当時としては珍しい高等教育を受け自由に活動できない女性の立場にありながら彼女は先進的に作家として自立していたにも関わらず「女性的な恥じらいによって」という言葉で伝記依頼を断っている。これが本心であったかどうかはわからないが、彼女は作家人生を通して50作品を残していることから、彼女自身の内なるものは書籍の中で作家として書き綴っていたことは彼女の人生を知れば納得がいく。そう考えれば作家として全ての作品を読んで自分を知り尽くせという挑戦だったかも知れぬとさえ勘繰ってしまう。
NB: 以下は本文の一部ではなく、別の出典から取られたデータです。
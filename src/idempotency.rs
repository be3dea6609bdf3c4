//! Execute-once control.
//!
//! Per key: absent -> EXECUTING -> SUCCESS | FAILED. The first caller to
//! [`IdempotencyManager::begin`] a fresh key creates the EXECUTING record and
//! runs the operation; everyone else observes that record and branches on its
//! status through [`IdempotencyManager::acquire`].

use std::fmt::Display;
use std::future::Future;
use std::sync::Arc;
use std::time::Duration;

use serde::de::DeserializeOwned;
use serde::Serialize;
use tracing::{debug, warn};

use crate::clock::{deadline_after, millis_of, Clock};
use crate::error::{ConflictReason, ProtectionError, Result, StoreError};
use crate::failure::{FailurePolicy, Guarded};
use crate::key::ProtectionKey;
use crate::store::{ProtectionRecord, RecordStatus, RecordUpdate, Updated};

/// How callers that find an existing record are treated.
#[derive(Debug, Clone, PartialEq, Eq)]
pub struct IdempotencyPolicy {
    /// Lifetime of a record from its (re)start
    pub timeout: Duration,
    /// Return the first result instead of rejecting repeats
    pub replay_result: bool,
    /// Store the result payload for replay
    pub cache_result: bool,
    /// Let a repeat re-execute after a failure
    pub retry_on_failure: bool,
    pub message: String,
}

impl Default for IdempotencyPolicy {
    fn default() -> Self {
        Self {
            timeout: Duration::from_secs(300),
            replay_result: true,
            cache_result: true,
            retry_on_failure: true,
            message: "Duplicate request".to_string(),
        }
    }
}

/// What the caller should do with the current request.
#[derive(Debug, Clone, PartialEq, Eq)]
pub enum Admission {
    /// Run the operation, then `complete` or `fail` the key
    Execute,
    /// Return this previously cached payload
    Replay(String),
}

/// Result of [`IdempotencyManager::begin`].
#[derive(Debug, Clone, PartialEq, Eq)]
pub struct Begin {
    pub record: ProtectionRecord,
    /// Whether this call created the record
    pub created: bool,
}

/// Read-only view of an idempotency record.
#[derive(Debug, Clone, PartialEq, Eq, Serialize)]
pub struct IdempotencyRecord {
    pub status: RecordStatus,
    pub first_seen_ms: i64,
    pub expires_at_ms: i64,
    pub result: Option<String>,
    pub error: Option<String>,
    pub access_count: u64,
}

impl IdempotencyRecord {
    /// `None` for records without a status, which belong to another mechanism.
    pub fn from_record(record: ProtectionRecord) -> Option<Self> {
        Some(Self {
            status: record.status?,
            first_seen_ms: record.created_at,
            expires_at_ms: record.expires_at,
            result: record.payload,
            error: record.error,
            access_count: record.access_count,
        })
    }
}

/// Runs the idempotency state machine through the failure policy.
#[derive(Debug, Clone)]
pub struct IdempotencyManager {
    failure: Arc<FailurePolicy>,
    clock: Arc<dyn Clock>,
}

impl IdempotencyManager {
    pub fn new(failure: Arc<FailurePolicy>, clock: Arc<dyn Clock>) -> Self {
        Self { failure, clock }
    }

    /// Create an EXECUTING record unless a live one exists.
    ///
    /// When the store is unreachable and the failure policy allows, the call
    /// behaves as if it created the record, so the operation runs unprotected.
    pub async fn begin(&self, key: &ProtectionKey, timeout: Duration) -> Result<Begin> {
        let candidate =
            ProtectionRecord::new(Some(RecordStatus::Executing), self.clock.now_millis(), timeout);
        let offered = candidate.clone();

        match self
            .failure
            .call(move |store| async move { store.get_or_create(key, offered, timeout).await })
            .await
        {
            Guarded::Value((record, created)) => {
                debug!(key = %key, created = created, status = ?record.status, "Idempotency begin");
                Ok(Begin { record, created })
            }
            Guarded::Allow => Ok(Begin {
                record: candidate,
                created: true,
            }),
            Guarded::Reject => Err(unavailable(key)),
        }
    }

    /// EXECUTING -> SUCCESS, caching `payload` when given.
    ///
    /// Returns the record after the call, or `None` if it expired or the
    /// store could not be reached.
    pub async fn complete(
        &self,
        key: &ProtectionKey,
        payload: Option<String>,
    ) -> Result<Option<ProtectionRecord>> {
        self.transition(key, RecordUpdate::Complete { payload }).await
    }

    /// EXECUTING -> FAILED.
    pub async fn fail(&self, key: &ProtectionKey, error: &str) -> Result<Option<ProtectionRecord>> {
        self.transition(
            key,
            RecordUpdate::Fail {
                error: error.to_string(),
            },
        )
        .await
    }

    async fn transition(
        &self,
        key: &ProtectionKey,
        update: RecordUpdate,
    ) -> Result<Option<ProtectionRecord>> {
        let change = &update;
        match self
            .failure
            .call(move |store| async move { store.compare_and_update(key, change).await })
            .await
        {
            Guarded::Value(Some(Updated { record, applied })) => {
                if !applied {
                    debug!(key = %key, status = ?record.status, "Idempotency transition skipped");
                }
                Ok(Some(record))
            }
            Guarded::Value(None) => {
                warn!(key = %key, "Idempotency record expired before it was settled");
                Ok(None)
            }
            Guarded::Allow | Guarded::Reject => Ok(None),
        }
    }

    /// Decide what to do with a request under `key`.
    pub async fn acquire(&self, key: &ProtectionKey, policy: &IdempotencyPolicy) -> Result<Admission> {
        let Begin { record, created } = self.begin(key, policy.timeout).await?;
        if created {
            return Ok(Admission::Execute);
        }

        match (record.status, &record.payload) {
            (Some(RecordStatus::Success), Some(payload)) if policy.replay_result => {
                debug!(key = %key, "Replaying cached result");
                Ok(Admission::Replay(payload.clone()))
            }
            (Some(RecordStatus::Failed), _) if policy.retry_on_failure => {
                self.restart(key, policy).await
            }
            _ => Err(self.conflict(key, &record, policy)),
        }
    }

    async fn restart(&self, key: &ProtectionKey, policy: &IdempotencyPolicy) -> Result<Admission> {
        let update = RecordUpdate::Restart {
            expires_at: deadline_after(self.clock.now_millis(), millis_of(policy.timeout)),
        };
        let change = &update;
        match self
            .failure
            .call(move |store| async move { store.compare_and_update(key, change).await })
            .await
        {
            Guarded::Value(Some(Updated { applied: true, .. })) => {
                debug!(key = %key, "Re-executing after previous failure");
                Ok(Admission::Execute)
            }
            // Another caller restarted it first.
            Guarded::Value(Some(Updated { record, .. })) => Err(self.conflict(key, &record, policy)),
            // Expired in between; start over once.
            Guarded::Value(None) => {
                let Begin { record, created } = self.begin(key, policy.timeout).await?;
                if created {
                    Ok(Admission::Execute)
                } else {
                    Err(self.conflict(key, &record, policy))
                }
            }
            Guarded::Allow => Ok(Admission::Execute),
            Guarded::Reject => Err(unavailable(key)),
        }
    }

    fn conflict(
        &self,
        key: &ProtectionKey,
        record: &ProtectionRecord,
        policy: &IdempotencyPolicy,
    ) -> ProtectionError {
        let reason = match record.status {
            Some(RecordStatus::Success) if policy.replay_result => ConflictReason::NoCachedResult,
            Some(RecordStatus::Failed) => ConflictReason::PreviouslyFailed(
                record
                    .error
                    .clone()
                    .unwrap_or_else(|| "unknown error".to_string()),
            ),
            Some(RecordStatus::Executing) | None if policy.replay_result => ConflictReason::InProgress,
            _ => ConflictReason::Duplicate,
        };
        let retry_after_ms = match reason {
            ConflictReason::NoCachedResult => 0,
            _ => record.remaining_ms(self.clock.now_millis()),
        };

        warn!(key = %key, reason = %reason, retry_after_ms = retry_after_ms, "Idempotency conflict");
        ProtectionError::IdempotencyConflict {
            key: key.to_string(),
            reason,
            message: policy.message.clone(),
            retry_after_ms,
        }
    }

    /// Run `operation` at most once per key.
    ///
    /// A successful value is serialized as JSON for replay when the policy
    /// caches results; later callers get it deserialized instead of running
    /// `operation`. An error marks the key FAILED and is returned as is.
    pub async fn execute<T, E, F, Fut>(
        &self,
        key: &ProtectionKey,
        policy: &IdempotencyPolicy,
        operation: F,
    ) -> std::result::Result<T, E>
    where
        T: Serialize + DeserializeOwned,
        E: From<ProtectionError> + Display,
        F: FnOnce() -> Fut,
        Fut: Future<Output = std::result::Result<T, E>>,
    {
        match self.acquire(key, policy).await? {
            Admission::Replay(payload) => serde_json::from_str(&payload)
                .map_err(|e| E::from(ProtectionError::Store(StoreError::Codec(e)))),
            Admission::Execute => match operation().await {
                Ok(value) => {
                    let payload = if policy.cache_result {
                        match serde_json::to_string(&value) {
                            Ok(payload) => Some(payload),
                            Err(e) => {
                                warn!(key = %key, error = %e, "Result not cacheable");
                                None
                            }
                        }
                    } else {
                        None
                    };
                    self.complete(key, payload).await?;
                    Ok(value)
                }
                Err(e) => {
                    self.fail(key, &e.to_string()).await?;
                    Err(e)
                }
            },
        }
    }

    /// Drop the record so the next request executes afresh.
    pub async fn invalidate(&self, key: &ProtectionKey) -> Result<bool> {
        Ok(self
            .failure
            .call(move |store| async move { store.delete(key).await })
            .await
            .value()
            .unwrap_or(false))
    }

    /// Inspect the live record under `key`.
    pub async fn record(&self, key: &ProtectionKey) -> Result<Option<IdempotencyRecord>> {
        Ok(self
            .failure
            .call(move |store| async move { store.get(key).await })
            .await
            .value()
            .flatten()
            .and_then(IdempotencyRecord::from_record))
    }
}

fn unavailable(key: &ProtectionKey) -> ProtectionError {
    ProtectionError::IdempotencyConflict {
        key: key.to_string(),
        reason: ConflictReason::StoreUnavailable,
        message: "protection store unavailable".to_string(),
        retry_after_ms: 0,
    }
}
いずれにせよ子供も大人も彼女の傑作である『アルプスの少女ハイジ』を懐かしく読むことができるのは、どのページにも実際にあったほんものが随所に書かれ読み手の心を離さないからであろう。

どのような事実であろうとそれが真実ならば幼い子供の琴線にも触れるということなのだろうと実体験から言えることである。そう考えると事実に勝るものなし、ほんものを知る見聞きする体験する経験をすることは、感受性を敏感に働かせ思考や考察を深くし人生に多くの選択肢を持たせるであろう。児童文学というものはそのような方向で読み進め深めてほしいと考える。

最後にスイスは第二次世界大戦後『アルプスの少女ハイジ』を国を挙げてのイメージ戦略に活用し成功を収めた。というのもナチスがユダヤ人から没収した資産をスイス銀行へ隠していたことが世界から非難されていたから国をあげてイメージ戦略戦に出たのである。今ではハイジ村がつくられ世界中の観光客がヨハンナ・シュピーリの『アルプスの少女ハイジ』の世界観を味わうために訪れている。そのスイスの美しい風景を前に作家ヨハンナ・シュピーリの人生や当時の人々の生活や置かれた環境を深く読み解く人々はどれだけいるであろうか。子供達には美しさの裏にあるものを知って心の奥深くで想いを寄せることができる大人に成長してほしいと切に願う。